Your objective:
Would you copy each line of the data below that has "blank"?
Recorded information Start Marker
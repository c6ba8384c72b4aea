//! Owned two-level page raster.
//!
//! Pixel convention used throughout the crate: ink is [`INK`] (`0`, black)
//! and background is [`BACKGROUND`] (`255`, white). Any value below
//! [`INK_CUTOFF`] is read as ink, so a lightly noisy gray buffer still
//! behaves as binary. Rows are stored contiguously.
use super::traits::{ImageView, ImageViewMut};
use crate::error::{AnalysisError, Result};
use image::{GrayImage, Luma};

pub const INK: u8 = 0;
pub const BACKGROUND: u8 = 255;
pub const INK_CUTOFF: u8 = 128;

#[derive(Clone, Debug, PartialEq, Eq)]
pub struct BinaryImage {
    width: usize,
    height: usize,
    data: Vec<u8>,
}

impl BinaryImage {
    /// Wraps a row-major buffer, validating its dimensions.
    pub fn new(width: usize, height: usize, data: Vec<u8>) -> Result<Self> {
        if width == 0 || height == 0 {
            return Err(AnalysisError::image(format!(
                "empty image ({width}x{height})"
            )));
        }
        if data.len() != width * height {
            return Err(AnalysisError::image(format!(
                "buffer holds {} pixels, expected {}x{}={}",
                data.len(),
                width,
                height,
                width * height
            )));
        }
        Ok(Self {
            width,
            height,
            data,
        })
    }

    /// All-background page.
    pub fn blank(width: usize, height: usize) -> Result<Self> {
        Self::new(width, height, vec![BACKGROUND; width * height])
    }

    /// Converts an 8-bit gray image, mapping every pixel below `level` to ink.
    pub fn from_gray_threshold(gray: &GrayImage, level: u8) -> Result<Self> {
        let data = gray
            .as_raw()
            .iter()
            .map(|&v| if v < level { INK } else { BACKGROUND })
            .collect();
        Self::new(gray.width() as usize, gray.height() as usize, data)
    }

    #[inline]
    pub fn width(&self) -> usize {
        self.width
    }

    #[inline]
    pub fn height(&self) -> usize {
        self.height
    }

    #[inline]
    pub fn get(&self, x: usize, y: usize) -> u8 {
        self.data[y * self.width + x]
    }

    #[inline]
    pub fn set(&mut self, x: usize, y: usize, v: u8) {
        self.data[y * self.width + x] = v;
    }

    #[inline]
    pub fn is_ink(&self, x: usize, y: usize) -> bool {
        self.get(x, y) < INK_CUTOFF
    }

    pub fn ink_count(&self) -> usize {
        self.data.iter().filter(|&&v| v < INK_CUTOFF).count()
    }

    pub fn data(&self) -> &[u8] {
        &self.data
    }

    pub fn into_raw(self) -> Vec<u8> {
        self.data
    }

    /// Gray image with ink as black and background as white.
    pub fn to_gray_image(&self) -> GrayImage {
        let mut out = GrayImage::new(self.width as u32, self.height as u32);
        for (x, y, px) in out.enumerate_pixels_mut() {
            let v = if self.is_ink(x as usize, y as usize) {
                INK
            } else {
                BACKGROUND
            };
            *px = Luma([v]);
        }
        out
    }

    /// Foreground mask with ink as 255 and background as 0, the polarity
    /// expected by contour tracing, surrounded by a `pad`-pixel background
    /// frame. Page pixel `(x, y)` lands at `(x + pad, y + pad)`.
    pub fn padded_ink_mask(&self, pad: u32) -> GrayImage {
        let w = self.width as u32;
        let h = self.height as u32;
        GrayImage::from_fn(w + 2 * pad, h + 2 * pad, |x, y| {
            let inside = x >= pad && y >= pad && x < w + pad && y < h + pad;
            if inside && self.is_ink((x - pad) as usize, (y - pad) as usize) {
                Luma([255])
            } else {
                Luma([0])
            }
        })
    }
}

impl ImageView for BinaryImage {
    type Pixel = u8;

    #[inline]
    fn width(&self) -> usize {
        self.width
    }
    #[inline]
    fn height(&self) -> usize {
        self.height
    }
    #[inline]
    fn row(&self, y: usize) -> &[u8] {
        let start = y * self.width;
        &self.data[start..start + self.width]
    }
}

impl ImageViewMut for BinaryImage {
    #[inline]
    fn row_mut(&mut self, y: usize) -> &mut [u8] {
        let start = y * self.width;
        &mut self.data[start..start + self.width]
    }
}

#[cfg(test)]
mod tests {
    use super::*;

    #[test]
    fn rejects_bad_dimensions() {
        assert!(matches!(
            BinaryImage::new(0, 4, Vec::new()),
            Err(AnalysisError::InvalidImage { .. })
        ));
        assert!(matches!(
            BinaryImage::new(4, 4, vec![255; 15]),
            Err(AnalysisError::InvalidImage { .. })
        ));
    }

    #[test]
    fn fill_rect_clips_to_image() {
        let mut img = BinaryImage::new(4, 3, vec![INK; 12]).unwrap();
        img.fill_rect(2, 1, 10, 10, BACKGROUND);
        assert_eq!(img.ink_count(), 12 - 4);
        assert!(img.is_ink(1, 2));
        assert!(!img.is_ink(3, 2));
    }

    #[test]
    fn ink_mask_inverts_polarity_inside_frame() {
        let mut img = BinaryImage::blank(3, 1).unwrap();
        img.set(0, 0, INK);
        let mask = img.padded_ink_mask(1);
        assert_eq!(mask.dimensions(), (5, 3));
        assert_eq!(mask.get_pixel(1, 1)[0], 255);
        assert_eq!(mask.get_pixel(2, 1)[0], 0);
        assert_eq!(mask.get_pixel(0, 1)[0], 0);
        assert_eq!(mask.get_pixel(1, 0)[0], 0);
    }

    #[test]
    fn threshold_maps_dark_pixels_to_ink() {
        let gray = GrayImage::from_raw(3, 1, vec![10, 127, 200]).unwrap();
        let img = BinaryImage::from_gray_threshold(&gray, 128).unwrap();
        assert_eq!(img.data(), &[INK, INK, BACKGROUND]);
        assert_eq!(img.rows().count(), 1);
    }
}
Recorded information End Marker
Your response:
    pub fn blank(width: usize, height: usize) -> Result<Self> {
        let mut img = BinaryImage::blank(3, 1).unwrap();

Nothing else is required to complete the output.